As events unfolded and details emerged, we became different people. No longer did we live in a safe and secure world. Our town, our home, Gaithersburg became part of a world in conflict. We didn’t know what to expect next. Was there more to come? Was it safe to leave our house?
I felt an anger and disbelief that my world was not the same place it was when I left for work that morning. But, I was safe and had not lost any family members or friends.
Well, almost nobody.
On the morning of September 11, a friend of mine, Neil Levin, was having breakfast in Windows on the World, a very nice restaurant at the top of the North Tower. I met Neil and worked with him when he was the Superintendent of Insurance for the State of New York. We was one of the key people that helped bring Holocaust-era insurance restitution to the table. After he left that position, he became the Executive Director of the Port Authority and had responsibility for running the World Trade Center.
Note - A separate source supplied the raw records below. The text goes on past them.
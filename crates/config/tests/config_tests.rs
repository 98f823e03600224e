// Sequent - 16-bit Control Engine Simulator
// Copyright (C) 2026 Andrii Shylenko
//
// This software is released under the MIT License.
// See the LICENSE file in the project root for full license information.

use sequent_config::{IrqStimulus, SystemManifest, TestAssertion, TestScript};

#[test]
fn test_full_manifest_parses() {
    let yaml = r#"
schema_version: "1.0"
name: "bench-board"
memory:
  base: 0x0
  size: "64KiB"
boot_address: 0xE000
vector_base: 0xFFF0
load_address: 0xE000
irq_stimuli:
  - line: 0
    assert_at: 100
    release_at: 140
  - line: 3
    assert_at: 100
"#;
    let manifest = SystemManifest::from_yaml(yaml).unwrap();
    assert_eq!(manifest.name, "bench-board");
    assert_eq!(manifest.boot_address, 0xE000);
    assert_eq!(manifest.vector_base, 0xFFF0);
    assert_eq!(manifest.memory_size().unwrap(), 65536);
    assert_eq!(
        manifest.irq_stimuli[0],
        IrqStimulus {
            line: 0,
            assert_at: 100,
            release_at: Some(140)
        }
    );
    assert_eq!(manifest.irq_stimuli[1].release_at, None);
}

#[test]
fn test_small_memory_window() {
    let yaml = r#"
name: "half"
memory:
  base: 0x8000
  size: "32KiB"
"#;
    let manifest = SystemManifest::from_yaml(yaml).unwrap();
    assert_eq!(manifest.memory.base, 0x8000);
    assert_eq!(manifest.memory_size().unwrap(), 0x8000);
}

#[test]
fn test_unaligned_boot_address_rejected() {
    let err = SystemManifest::from_yaml("name: odd\nboot_address: 0xF001\n").unwrap_err();
    assert!(err.to_string().contains("aligned"));
}

#[test]
fn test_script_rejects_unknown_fields() {
    let yaml = r#"
schema_version: "1.0"
inputs:
  image: "prog.bin"
limits:
  max_cycles: 100
  max_steps: 100
"#;
    assert!(serde_yaml::from_str::<TestScript>(yaml).is_err());
}

#[test]
fn test_memory_assertion_with_mask() {
    let yaml = r#"
schema_version: "1.0"
inputs:
  image: "prog.bin"
limits:
  max_cycles: 100
assertions:
  - memory_value:
      address: 0x03FE
      expected_value: 0x0008
      mask: 0x00FF
"#;
    let script: TestScript = serde_yaml::from_str(yaml).unwrap();
    script.validate().unwrap();
    match &script.assertions[0] {
        TestAssertion::MemoryValue(a) => {
            assert_eq!(a.memory_value.address, 0x03FE);
            assert_eq!(a.memory_value.mask, Some(0x00FF));
        }
        other => panic!("unexpected assertion {:?}", other),
    }
}

#[test]
fn test_memory_window_past_address_space_rejected() {
    let yaml = "name: x\nmemory:\n  base: 18446744073709551615\n  size: \"64KiB\"\n";
    let err = SystemManifest::from_yaml(yaml).unwrap_err();
    assert!(err.to_string().contains("address space"));

    let yaml = "name: x\nmemory:\n  base: 0x8000\n  size: \"64KiB\"\n";
    assert!(SystemManifest::from_yaml(yaml).is_err());
}

#[test]
fn test_load_address_outside_address_space_rejected() {
    let err = SystemManifest::from_yaml("name: x\nload_address: 0x10000\n").unwrap_err();
    assert!(err.to_string().contains("load_address"));
}
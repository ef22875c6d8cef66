use thiserror::Error;

/// Common error type for Fleetbeat components.
#[derive(Debug, Error)]
pub enum Error {
    #[error("Configuration error: {0}")]
    Config(String),

    #[error("Zenoh error: {0}")]
    Zenoh(#[from] zenoh::Error),

    #[error("JSON serialization error: {0}")]
    Json(#[from] serde_json::Error),

    #[error("IO error: {0}")]
    Io(#[from] std::io::Error),

    #[error("Invalid node path: {0}")]
    Path(String),
}

/// Result type alias using Fleetbeat's Error.
pub type Result<T> = std::result::Result<T, Error>;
For quite some time after 9/11, I found myself looking at the resume he sent me several months earlier. He has asked Secretary Eagleburger to see if he could get a position in the new Bush administration.
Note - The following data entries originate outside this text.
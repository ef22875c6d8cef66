//! Service runner for lifecycle management.

use std::future::Future;
use std::sync::Arc;

use fleetbeat_common::{BaseConfig, StoreBackend, connect, init_tracing};
use tokio::signal;
use tokio::task::JoinHandle;

use crate::config::ServiceConfig;
use crate::error::{Result, SyncError};
use crate::store::{
    CoordinationClient, MemoryStore, StoreEvents, ZenohStore, spawn_event_listener,
};

/// An opened coordination store and what keeps it alive.
pub struct OpenedStore {
    pub client: Arc<dyn CoordinationClient>,
    pub events: StoreEvents,
    /// Zenoh session backing the client, if any.
    pub session: Option<Arc<zenoh::Session>>,
}

/// Open the process-wide store client selected by the configuration.
pub async fn open_store(base: &BaseConfig) -> Result<OpenedStore> {
    match base.store.backend {
        StoreBackend::Memory => {
            tracing::warn!("Using in-memory store; state is lost on exit");
            let (store, events) = MemoryStore::with_events();
            Ok(OpenedStore {
                client: Arc::new(store),
                events,
                session: None,
            })
        }
        StoreBackend::Zenoh => {
            let session = Arc::new(
                connect(&base.zenoh)
                    .await
                    .map_err(|e| SyncError::ZenohConnection(e.to_string()))?,
            );
            let (store, events) = ZenohStore::new(session.clone(), &base.store.key_prefix);
            Ok(OpenedStore {
                client: Arc::new(store),
                events,
                session: Some(session),
            })
        }
    }
}

/// Runs a service: logging, store connection, worker tasks, Ctrl+C.
///
/// # Example
///
/// ```ignore
/// let config = AgentConfig::from_args(&cli.service)?;
/// let mut service = Service::new("fleetbeat-agent", config).await?;
///
/// let store = service.store();
/// service.spawn(async move {
///     // Worker logic here
/// });
///
/// service.run().await
/// ```
pub struct Service<C: ServiceConfig> {
    name: String,
    config: C,
    store: Arc<dyn CoordinationClient>,
    session: Option<Arc<zenoh::Session>>,
    tasks: Vec<JoinHandle<()>>,
}

impl<C: ServiceConfig> Service<C> {
    /// Initialize logging, open the store and start the store event listener.
    pub async fn new(name: impl Into<String>, config: C) -> Result<Self> {
        let name = name.into();
        let version = env!("CARGO_PKG_VERSION");

        init_tracing(&config.base().logging).map_err(|e| SyncError::config(e.to_string()))?;

        tracing::info!(service = %name, version = %version, "Starting service");

        let opened = open_store(config.base()).await?;
        let listener = spawn_event_listener(opened.events);

        Ok(Self {
            name,
            config,
            store: opened.client,
            session: opened.session,
            tasks: vec![listener],
        })
    }

    pub fn config(&self) -> &C {
        &self.config
    }

    /// The shared store client.
    pub fn store(&self) -> Arc<dyn CoordinationClient> {
        self.store.clone()
    }

    /// Spawn a worker task, aborted on shutdown.
    pub fn spawn<F>(&mut self, future: F)
    where
        F: Future<Output = ()> + Send + 'static,
    {
        self.tasks.push(tokio::spawn(future));
    }

    /// Run until Ctrl+C, then abort workers and close the store session.
    pub async fn run(self) -> Result<()> {
        tracing::info!(
            service = %self.name,
            tasks = self.tasks.len(),
            "Service running. Press Ctrl+C to stop."
        );

        if let Err(e) = signal::ctrl_c().await {
            tracing::error!(error = %e, "Failed to listen for Ctrl+C");
        }

        tracing::info!(service = %self.name, "Received shutdown signal");

        self.shutdown().await
    }

    /// Abort workers and close the store session.
    pub async fn shutdown(self) -> Result<()> {
        for task in &self.tasks {
            task.abort();
        }

        if let Some(session) = &self.session {
            if let Err(e) = session.close().await {
                tracing::warn!(error = %e, "Error closing Zenoh session");
            }
        }

        tracing::info!(service = %self.name, "Goodbye!");

        Ok(())
    }
}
Mr. Eagleburger had influenced Colin Powell heavily on some of his top picks, including Deputy Secretary Richard Armitage. I remember sitting in his office as Secretary Powell was lamenting that there were people trying to force him to take people he didn’t want. Mr. E’s response was “you’ve got to have someone in that position who’s going to watch your back.”
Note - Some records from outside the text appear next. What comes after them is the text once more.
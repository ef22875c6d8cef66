//! Fleetbeat heartbeat agent.
//!
//! Runs on each device and reports liveness and resource usage at a fixed
//! interval. The device role selects the reporting path:
//!
//! - `edge` devices register themselves and write property nodes directly to
//!   the coordination store ([`EdgeReporter`])
//! - `sensor` devices POST a [`HeartbeatReport`](fleetbeat_common::HeartbeatReport)
//!   to the ingestion server on their gateway ([`SensorReporter`])
//!
//! # Store layout
//!
//! ```text
//! /heartbeats
//! /heartbeats/<device>
//! /heartbeats/<device>/{device_type,device_role,cpu_cores,mem_cap,cpu,mem,gpu_cores,gpu,heartbeat}
//! ```

pub mod agent;
pub mod config;
pub mod error;
pub mod linux;
pub mod role;
pub mod stats;

pub use agent::{EdgeReporter, HeartbeatAgent, Reporter, SensorReporter};
pub use config::{AgentArgs, AgentConfig, AgentSettings};
pub use error::{AgentError, Result};
pub use role::DeviceRole;
pub use stats::{HardwareType, HostFiles, HostStats, StatError, StatProvider, Usage};
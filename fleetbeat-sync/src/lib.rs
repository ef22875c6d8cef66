//! Fleetbeat device-state synchronization.
//!
//! This crate provides:
//! - [`CoordinationClient`], the hierarchical store interface, with
//!   [`MemoryStore`] and [`ZenohStore`] implementations
//! - [`DeviceRegistry`] for idempotent device registration
//! - [`PropertySync`], the create-or-update primitive used by every writer
//! - [`ServiceArgs`], [`ServiceConfig`] and [`Service`] for process setup
//!
//! # Example
//!
//! ```ignore
//! use fleetbeat_sync::{DeviceRegistry, MemoryStore, PropertySync, Version};
//!
//! let store = Arc::new(MemoryStore::new());
//! let paths = NodePaths::new("heartbeats");
//!
//! DeviceRegistry::new(store.clone(), paths.clone()).register("edge-01").await;
//! PropertySync::new(store, paths)
//!     .upsert("edge-01", Property::Cpu, "0.250000", Version::Any)
//!     .await;
//! ```

mod args;
mod config;
mod error;
mod registry;
mod runner;
pub mod store;
mod sync;

pub use args::ServiceArgs;
pub use config::{ServiceConfig, apply_args, validate_base};
pub use error::{Result, StoreError, StoreResult, SyncError};
pub use registry::{DeviceRegistry, PLACEHOLDER};
pub use runner::{OpenedStore, Service, open_store};
pub use store::{
    CoordinationClient, CreateMode, MemoryStore, NodeStat, StoreEvent, StoreEvents, Version,
    ZenohStore,
};
pub use sync::{PropertySync, UpsertReport};

pub use fleetbeat_common::{BaseConfig, HeartbeatReport, NodePaths, Property};
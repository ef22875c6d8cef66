//! HTTP ingestion server for sensor heartbeats.
//!
//! Sensor devices cannot reach the coordination store, so they POST their
//! snapshots here and the server performs the same register-then-upsert
//! sequence the edge agent runs locally.
//!
//! # Architecture
//!
//! ```text
//! ┌─────────────────┐     ┌─────────────────┐     ┌─────────────────┐
//! │  Sensor agents  │────>│ /heartbeat      │────>│  Coordination   │
//! │  (HTTP POST)    │     │ (ReportIngestor)│     │  store          │
//! └─────────────────┘     └─────────────────┘     └─────────────────┘
//! ```
//!
//! # Usage
//!
//! ```bash
//! fleetbeat-ingest --config ingest.json5
//! ```
//!
//! See [`config::IngestConfig`] for configuration options.

pub mod config;
pub mod http;
pub mod ingest;

pub use config::{IngestArgs, IngestConfig, IngestSettings};
pub use http::{IngestionServer, create_router};
pub use ingest::{IngestOutcome, ReportIngestor};
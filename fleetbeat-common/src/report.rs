use serde::{Deserialize, Serialize};
use std::time::{SystemTime, UNIX_EPOCH};

/// A property node under a device.
#[derive(Debug, Clone, Copy, PartialEq, Eq, Hash, PartialOrd, Ord, Serialize, Deserialize)]
#[serde(rename_all = "snake_case")]
pub enum Property {
    DeviceType,
    DeviceRole,
    CpuCores,
    MemCap,
    Cpu,
    Mem,
    GpuCores,
    Gpu,
    Heartbeat,
}

impl Property {
    /// Every property, in the order nodes are usually written.
    pub const ALL: [Property; 9] = [
        Property::DeviceType,
        Property::DeviceRole,
        Property::CpuCores,
        Property::MemCap,
        Property::Cpu,
        Property::Mem,
        Property::GpuCores,
        Property::Gpu,
        Property::Heartbeat,
    ];

    /// Node name of this property.
    pub fn as_str(&self) -> &'static str {
        match self {
            Property::DeviceType => "device_type",
            Property::DeviceRole => "device_role",
            Property::CpuCores => "cpu_cores",
            Property::MemCap => "mem_cap",
            Property::Cpu => "cpu",
            Property::Mem => "mem",
            Property::GpuCores => "gpu_cores",
            Property::Gpu => "gpu",
            Property::Heartbeat => "heartbeat",
        }
    }

    /// Whether the property changes on every report cycle.
    pub fn is_mutable(&self) -> bool {
        matches!(
            self,
            Property::Cpu | Property::Mem | Property::Gpu | Property::Heartbeat
        )
    }
}

impl std::fmt::Display for Property {
    fn fmt(&self, f: &mut std::fmt::Formatter<'_>) -> std::fmt::Result {
        f.write_str(self.as_str())
    }
}

impl std::str::FromStr for Property {
    type Err = String;

    fn from_str(s: &str) -> Result<Self, Self::Err> {
        Property::ALL
            .into_iter()
            .find(|p| p.as_str() == s)
            .ok_or_else(|| format!("unknown property '{}'", s))
    }
}

/// Encode a usage fraction the way node values are stored (`0.310000`).
pub fn encode_fraction(value: f64) -> String {
    format!("{:.6}", value)
}

/// Encode an integer node value.
pub fn encode_integer(value: impl Into<i128>) -> String {
    value.into().to_string()
}

/// Current unix time in seconds.
pub fn current_unix_secs() -> i64 {
    SystemTime::now()
        .duration_since(UNIX_EPOCH)
        .map(|d| d.as_secs() as i64)
        .unwrap_or(0)
}

/// Snapshot pushed by a sensor device to the ingestion server.
///
/// Missing fields decode to zero values. The timestamp travels as
/// `heatbeat` on the wire; deployed sensors send that spelling.
#[derive(Debug, Clone, Default, PartialEq, Serialize, Deserialize)]
#[serde(default)]
pub struct HeartbeatReport {
    pub device_type: String,
    pub device_role: String,

    /// CPU usage fraction (0..=1).
    pub cpu: f64,
    /// Memory usage fraction (0..=1).
    pub mem: f64,

    /// Unsigned: negative or fractional counts fail to decode.
    pub cpu_cores: u32,
    /// Memory capacity in bytes.
    pub mem_cap: u64,

    /// Unix seconds of the report.
    #[serde(rename = "heatbeat")]
    pub last_heartbeat: i64,
}

impl HeartbeatReport {
    /// Every property carried by the report, encoded as node values.
    pub fn full_properties(&self) -> Vec<(Property, String)> {
        vec![
            (Property::DeviceRole, self.device_role.clone()),
            (Property::DeviceType, self.device_type.clone()),
            (Property::CpuCores, encode_integer(self.cpu_cores)),
            (Property::MemCap, encode_integer(self.mem_cap)),
            (Property::Cpu, encode_fraction(self.cpu)),
            (Property::Mem, encode_fraction(self.mem)),
            (Property::Heartbeat, encode_integer(self.last_heartbeat)),
        ]
    }

    /// Only the properties that change between reports.
    pub fn mutable_properties(&self) -> Vec<(Property, String)> {
        self.full_properties()
            .into_iter()
            .filter(|(p, _)| p.is_mutable())
            .collect()
    }
}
If anyone could get Neil in the door, it was Mr. Eagleburger. Unfortunately, Neil never got a spot with the Bush administration, which led him to take the job at the Port Authority.
How different our lives can be because of one decision.
Where would I be today if I had not made some of the good decisions of the past ten years?
Where would I be if I could go back and change some of the mistakes I made over the same time frame?
I think that looking back over the last ten years, the one thing that seems to matter most is not the big decisions or small decisions gone right or wrong, but the decisions I failed to make at all.
Of all the things I try hard to do differently, one stands out more than all of them.
When I hear a quite voice inside me tell me that I should do something, I try to act on it: send a quick email to someone, check on something, ask somebody about something, or any number of other small things.
Truly, most of these things are small and seemingly insignificant, but seem to always yield positive fruits.
I don’t lament some “good” things that I feel have not yet occurred, or even some big mistakes that have occurred. I lament not acting quickly when I feel inside that I should or should not do something. Even when it is just something small.
I am getting better, more quick to react and more in tune with these thoughts and ideas that come to my mind. I hope that I will get even better over the next ten years because I still have a lot of decisions to make.
The Pentagon and WTC photos are part of a “Looking into the Past” series by Jason E. Powell on flickr (creative commons). It is a fascinating series of photos looking back on 9-11.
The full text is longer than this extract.